[Your assignment] Report every line below that carries the word "Parser".

(Records contained in a dataset)
★ ★ ★ ★ ★

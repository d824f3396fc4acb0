//! Service binary for ocr-gateway.
//!
//! A thin shim over the library crate: maps CLI flags onto
//! [`GatewayConfig`] and serves until killed.

use anyhow::{Context, Result};
use clap::Parser;
use ocr_gateway::{start_server, AppState, GatewayConfig};
use std::path::PathBuf;
use tracing_subscriber::EnvFilter;

const AFTER_HELP: &str = r#"EXAMPLES:
  # Serve with defaults (backend on 127.0.0.1:8081, output under ./output)
  ocr-gateway

  # Point at a remote backend and a shared output root
  ocr-gateway --backend-url http://10.0.0.5:8081 --output-root /srv/ocr

  # Bind somewhere specific
  ocr-gateway --host 127.0.0.1 --port 9090

SUBMITTING DOCUMENTS:
  # JSON envelope with overrides
  curl -X POST localhost:8080/invocations \
    -H 'Content-Type: application/json' \
    -d "{\"file_data\": \"$(base64 -w0 scan.pdf)\", \"dpi\": 200}"

  # Raw bytes with header overrides
  curl -X POST localhost:8080/invocations \
    -H 'Content-Type: application/pdf' \
    -H 'X-Ocr-Prompt: prompt_ocr' \
    --data-binary @scan.pdf

ENVIRONMENT VARIABLES:
  OCRGATE_BACKEND_URL     Recognition backend base URL
  OCRGATE_OUTPUT_ROOT     Output root directory
  HEALTH_CHECK_TIMEOUT    Liveness probe timeout in seconds (default 30)
  OCRGATE_PROMPT          Default prompt identifier override
  OCRGATE_DPI             Default DPI override
  OCRGATE_NUM_THREADS     Default backend thread-count override
  OCRGATE_TEMPERATURE     Default sampling temperature override
  OCRGATE_TOP_P           Default nucleus sampling override
  OCRGATE_MAX_TOKENS      Default max completion tokens override

  Per-request overrides (JSON body fields or X-Ocr-* headers) take
  precedence over the environment defaults above.
"#;

/// Document-submission gateway for an OCR/layout-recognition backend.
#[derive(Parser, Debug)]
#[command(
    name = "ocr-gateway",
    version,
    about = "Serve the document-submission endpoint for an OCR backend",
    color = clap::ColorChoice::Auto,
    after_long_help = AFTER_HELP
)]
struct Cli {
    /// Recognition backend base URL (health + parse endpoints).
    #[arg(long)]
    backend_url: Option<String>,

    /// Bind address.
    #[arg(long)]
    host: Option<String>,

    /// Bind port.
    #[arg(long)]
    port: Option<u16>,

    /// Output root directory.
    #[arg(long)]
    output_root: Option<PathBuf>,

    /// Enable DEBUG-level tracing logs.
    #[arg(short, long)]
    verbose: bool,
}

#[tokio::main]
async fn main() -> Result<()> {
    let cli = Cli::parse();

    let filter = if cli.verbose { "debug" } else { "info" };
    tracing_subscriber::fmt()
        .with_env_filter(
            EnvFilter::try_from_default_env().unwrap_or_else(|_| EnvFilter::new(filter)),
        )
        .with_writer(std::io::stderr)
        .init();

    // default < environment < flag
    let mut config = GatewayConfig::from_env();
    if let Some(url) = cli.backend_url {
        config.backend_url = url;
    }
    if let Some(host) = cli.host {
        config.bind_host = host;
    }
    if let Some(port) = cli.port {
        config.bind_port = port;
    }
    if let Some(root) = cli.output_root {
        config.output_root = root;
    }

    std::fs::create_dir_all(&config.output_root).with_context(|| {
        format!(
            "Failed to create output root '{}'",
            config.output_root.display()
        )
    })?;

    let addr = format!("{}:{}", config.bind_host, config.bind_port);
    let state = AppState::new(config);
    start_server(&addr, state)
        .await
        .with_context(|| format!("Server failed on {addr}"))?;

    Ok(())
}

★ ★ ★ ★ ★

[Solution to the exercise]
use clap::Parser;
#[derive(Parser, Debug)]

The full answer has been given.